[Task brief] Count the lines below that contain the word "ManifestReader", and report only that number.

[Records for this task]
^^^^^^^^
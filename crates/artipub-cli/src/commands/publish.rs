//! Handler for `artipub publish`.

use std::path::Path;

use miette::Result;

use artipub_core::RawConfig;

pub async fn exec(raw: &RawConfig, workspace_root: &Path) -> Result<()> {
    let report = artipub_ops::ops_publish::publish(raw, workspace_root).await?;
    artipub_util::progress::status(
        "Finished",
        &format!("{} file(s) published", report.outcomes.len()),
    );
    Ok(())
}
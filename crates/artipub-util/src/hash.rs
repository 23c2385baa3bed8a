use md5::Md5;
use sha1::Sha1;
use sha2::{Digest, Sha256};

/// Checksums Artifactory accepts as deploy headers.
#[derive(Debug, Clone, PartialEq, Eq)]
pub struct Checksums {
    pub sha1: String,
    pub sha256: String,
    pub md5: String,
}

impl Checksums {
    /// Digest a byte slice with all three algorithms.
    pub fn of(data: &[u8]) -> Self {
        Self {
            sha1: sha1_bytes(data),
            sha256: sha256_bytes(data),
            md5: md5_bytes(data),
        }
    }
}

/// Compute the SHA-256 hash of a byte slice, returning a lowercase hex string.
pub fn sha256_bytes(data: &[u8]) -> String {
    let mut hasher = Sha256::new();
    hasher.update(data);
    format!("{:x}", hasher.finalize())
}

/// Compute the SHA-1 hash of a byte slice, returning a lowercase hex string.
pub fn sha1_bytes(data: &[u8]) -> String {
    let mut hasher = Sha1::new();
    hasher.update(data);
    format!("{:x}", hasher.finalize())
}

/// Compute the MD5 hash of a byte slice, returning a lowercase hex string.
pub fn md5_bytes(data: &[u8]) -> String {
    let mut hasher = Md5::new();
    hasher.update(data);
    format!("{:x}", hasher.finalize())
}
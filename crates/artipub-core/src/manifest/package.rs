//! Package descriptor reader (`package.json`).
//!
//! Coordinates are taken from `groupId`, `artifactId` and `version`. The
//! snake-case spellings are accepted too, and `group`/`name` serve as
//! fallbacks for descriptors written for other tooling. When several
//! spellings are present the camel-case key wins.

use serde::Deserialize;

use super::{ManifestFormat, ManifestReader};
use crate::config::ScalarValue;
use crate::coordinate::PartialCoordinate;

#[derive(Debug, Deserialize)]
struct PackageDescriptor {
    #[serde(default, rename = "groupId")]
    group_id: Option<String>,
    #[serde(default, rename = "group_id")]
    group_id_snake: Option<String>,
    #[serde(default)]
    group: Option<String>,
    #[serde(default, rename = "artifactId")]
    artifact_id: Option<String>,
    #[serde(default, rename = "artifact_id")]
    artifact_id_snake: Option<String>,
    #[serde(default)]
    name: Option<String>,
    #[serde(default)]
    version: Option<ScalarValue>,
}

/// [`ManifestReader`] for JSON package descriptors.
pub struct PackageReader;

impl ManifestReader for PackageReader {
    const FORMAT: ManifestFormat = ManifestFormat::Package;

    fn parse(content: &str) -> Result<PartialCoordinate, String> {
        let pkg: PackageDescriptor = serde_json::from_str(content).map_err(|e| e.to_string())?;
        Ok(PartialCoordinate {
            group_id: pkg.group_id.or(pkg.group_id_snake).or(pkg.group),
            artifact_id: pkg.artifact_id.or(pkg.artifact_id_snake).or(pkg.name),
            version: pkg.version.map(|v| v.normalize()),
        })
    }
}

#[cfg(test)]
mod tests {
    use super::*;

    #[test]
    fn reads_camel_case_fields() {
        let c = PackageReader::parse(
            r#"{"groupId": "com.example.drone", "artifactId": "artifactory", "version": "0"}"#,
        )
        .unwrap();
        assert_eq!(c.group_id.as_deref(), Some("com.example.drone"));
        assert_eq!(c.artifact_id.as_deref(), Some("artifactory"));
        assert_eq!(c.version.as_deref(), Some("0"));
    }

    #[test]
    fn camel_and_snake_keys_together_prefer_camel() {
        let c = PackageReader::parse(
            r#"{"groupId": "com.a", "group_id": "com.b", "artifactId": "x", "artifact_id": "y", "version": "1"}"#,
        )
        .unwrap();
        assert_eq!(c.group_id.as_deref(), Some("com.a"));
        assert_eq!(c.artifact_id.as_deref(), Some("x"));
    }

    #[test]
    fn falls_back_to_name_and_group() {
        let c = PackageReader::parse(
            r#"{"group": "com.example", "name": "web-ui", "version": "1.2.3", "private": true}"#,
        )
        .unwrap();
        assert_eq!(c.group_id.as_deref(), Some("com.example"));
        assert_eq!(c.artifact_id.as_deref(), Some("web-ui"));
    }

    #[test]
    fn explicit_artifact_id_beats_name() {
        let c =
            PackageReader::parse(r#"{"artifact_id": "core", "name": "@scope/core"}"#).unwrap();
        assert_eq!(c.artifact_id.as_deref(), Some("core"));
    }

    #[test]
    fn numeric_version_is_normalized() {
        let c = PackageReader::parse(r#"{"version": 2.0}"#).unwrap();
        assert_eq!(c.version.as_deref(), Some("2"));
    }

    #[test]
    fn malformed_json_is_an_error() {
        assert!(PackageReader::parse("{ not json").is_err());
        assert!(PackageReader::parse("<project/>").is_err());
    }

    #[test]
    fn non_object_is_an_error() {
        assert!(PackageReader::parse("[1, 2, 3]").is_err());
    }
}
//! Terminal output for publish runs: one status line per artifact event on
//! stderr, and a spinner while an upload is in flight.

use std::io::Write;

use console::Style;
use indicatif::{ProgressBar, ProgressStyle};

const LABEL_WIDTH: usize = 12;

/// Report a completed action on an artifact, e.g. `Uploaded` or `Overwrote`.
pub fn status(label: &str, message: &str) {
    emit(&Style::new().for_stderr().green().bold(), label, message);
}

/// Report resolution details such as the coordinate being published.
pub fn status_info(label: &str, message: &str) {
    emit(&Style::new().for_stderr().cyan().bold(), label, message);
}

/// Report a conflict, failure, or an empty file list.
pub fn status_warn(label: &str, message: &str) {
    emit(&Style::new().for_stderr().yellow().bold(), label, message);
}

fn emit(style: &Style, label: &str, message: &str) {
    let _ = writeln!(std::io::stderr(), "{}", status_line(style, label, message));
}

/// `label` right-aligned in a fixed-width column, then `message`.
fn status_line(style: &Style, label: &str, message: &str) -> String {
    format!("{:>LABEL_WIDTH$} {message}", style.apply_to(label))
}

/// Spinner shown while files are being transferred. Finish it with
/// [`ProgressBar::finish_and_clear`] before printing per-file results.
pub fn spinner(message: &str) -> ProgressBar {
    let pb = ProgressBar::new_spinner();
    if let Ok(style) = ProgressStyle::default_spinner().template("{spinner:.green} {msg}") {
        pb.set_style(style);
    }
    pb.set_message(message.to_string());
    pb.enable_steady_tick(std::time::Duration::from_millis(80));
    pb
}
^^^^^^^^
[Written reply] 3